- Opening Delimiter -
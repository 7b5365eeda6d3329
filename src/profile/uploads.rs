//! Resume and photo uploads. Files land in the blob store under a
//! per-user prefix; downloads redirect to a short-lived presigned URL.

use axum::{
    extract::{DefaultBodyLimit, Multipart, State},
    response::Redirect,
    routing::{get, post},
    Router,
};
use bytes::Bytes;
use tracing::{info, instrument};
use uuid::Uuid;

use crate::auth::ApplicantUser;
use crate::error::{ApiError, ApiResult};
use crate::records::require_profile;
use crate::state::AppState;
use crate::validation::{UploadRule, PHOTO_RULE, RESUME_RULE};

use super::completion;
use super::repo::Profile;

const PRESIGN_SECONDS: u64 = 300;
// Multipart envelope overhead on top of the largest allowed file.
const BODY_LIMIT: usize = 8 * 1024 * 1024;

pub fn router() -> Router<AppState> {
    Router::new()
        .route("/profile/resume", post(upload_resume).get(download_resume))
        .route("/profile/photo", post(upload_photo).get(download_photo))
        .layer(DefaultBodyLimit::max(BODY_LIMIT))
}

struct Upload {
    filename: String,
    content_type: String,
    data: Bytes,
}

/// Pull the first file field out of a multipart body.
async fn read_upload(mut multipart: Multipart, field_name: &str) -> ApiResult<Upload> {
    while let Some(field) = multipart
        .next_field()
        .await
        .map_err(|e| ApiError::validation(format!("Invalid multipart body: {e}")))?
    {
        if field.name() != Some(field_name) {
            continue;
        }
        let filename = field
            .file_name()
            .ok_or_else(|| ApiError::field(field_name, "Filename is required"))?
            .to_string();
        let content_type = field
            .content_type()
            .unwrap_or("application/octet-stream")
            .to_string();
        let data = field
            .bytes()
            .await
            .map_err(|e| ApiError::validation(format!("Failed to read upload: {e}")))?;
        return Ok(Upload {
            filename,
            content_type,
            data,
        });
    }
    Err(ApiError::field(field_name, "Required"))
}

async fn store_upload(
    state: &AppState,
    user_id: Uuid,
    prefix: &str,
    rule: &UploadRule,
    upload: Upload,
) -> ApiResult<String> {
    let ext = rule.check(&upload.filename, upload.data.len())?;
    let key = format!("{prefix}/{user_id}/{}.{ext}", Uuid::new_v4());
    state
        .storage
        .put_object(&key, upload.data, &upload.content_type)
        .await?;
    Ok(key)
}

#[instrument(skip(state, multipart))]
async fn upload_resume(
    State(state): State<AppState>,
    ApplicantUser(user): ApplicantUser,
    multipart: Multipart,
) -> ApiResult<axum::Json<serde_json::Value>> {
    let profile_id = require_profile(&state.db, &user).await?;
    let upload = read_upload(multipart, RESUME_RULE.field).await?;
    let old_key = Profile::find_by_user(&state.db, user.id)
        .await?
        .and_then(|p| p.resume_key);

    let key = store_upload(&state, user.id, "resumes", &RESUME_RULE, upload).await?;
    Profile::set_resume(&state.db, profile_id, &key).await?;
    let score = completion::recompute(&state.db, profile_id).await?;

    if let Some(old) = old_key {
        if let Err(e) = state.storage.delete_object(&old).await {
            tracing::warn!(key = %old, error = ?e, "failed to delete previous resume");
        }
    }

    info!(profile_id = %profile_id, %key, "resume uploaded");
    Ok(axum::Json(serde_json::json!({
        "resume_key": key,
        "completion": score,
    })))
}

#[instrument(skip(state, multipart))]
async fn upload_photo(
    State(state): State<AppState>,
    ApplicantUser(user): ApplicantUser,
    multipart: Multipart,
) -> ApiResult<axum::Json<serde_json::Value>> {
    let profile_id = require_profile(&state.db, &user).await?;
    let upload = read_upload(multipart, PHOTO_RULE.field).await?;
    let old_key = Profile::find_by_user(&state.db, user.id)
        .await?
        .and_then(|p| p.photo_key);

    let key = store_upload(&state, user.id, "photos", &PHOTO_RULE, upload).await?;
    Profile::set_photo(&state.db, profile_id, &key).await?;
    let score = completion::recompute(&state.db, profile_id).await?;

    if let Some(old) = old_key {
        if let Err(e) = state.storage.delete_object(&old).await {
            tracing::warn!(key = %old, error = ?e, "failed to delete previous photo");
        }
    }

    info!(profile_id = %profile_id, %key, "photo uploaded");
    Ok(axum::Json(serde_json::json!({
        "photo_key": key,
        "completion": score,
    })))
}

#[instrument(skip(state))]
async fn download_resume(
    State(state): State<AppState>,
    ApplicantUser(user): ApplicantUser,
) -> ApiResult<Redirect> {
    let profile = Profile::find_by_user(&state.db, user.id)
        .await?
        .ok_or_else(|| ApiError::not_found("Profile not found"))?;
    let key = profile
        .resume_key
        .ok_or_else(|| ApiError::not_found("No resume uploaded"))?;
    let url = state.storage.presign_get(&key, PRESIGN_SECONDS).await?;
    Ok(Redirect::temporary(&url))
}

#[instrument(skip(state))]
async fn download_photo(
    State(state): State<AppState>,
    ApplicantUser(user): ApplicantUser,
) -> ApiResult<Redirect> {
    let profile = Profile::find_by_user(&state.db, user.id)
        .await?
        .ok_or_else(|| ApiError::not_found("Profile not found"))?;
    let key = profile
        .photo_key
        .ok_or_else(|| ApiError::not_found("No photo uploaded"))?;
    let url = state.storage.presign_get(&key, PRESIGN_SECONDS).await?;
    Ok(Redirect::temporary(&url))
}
- Closing Delimiter -
Work task:
Go through the listing above and report how many of its lines contain the word "tracing", with only the number as output.

Expected answer:
3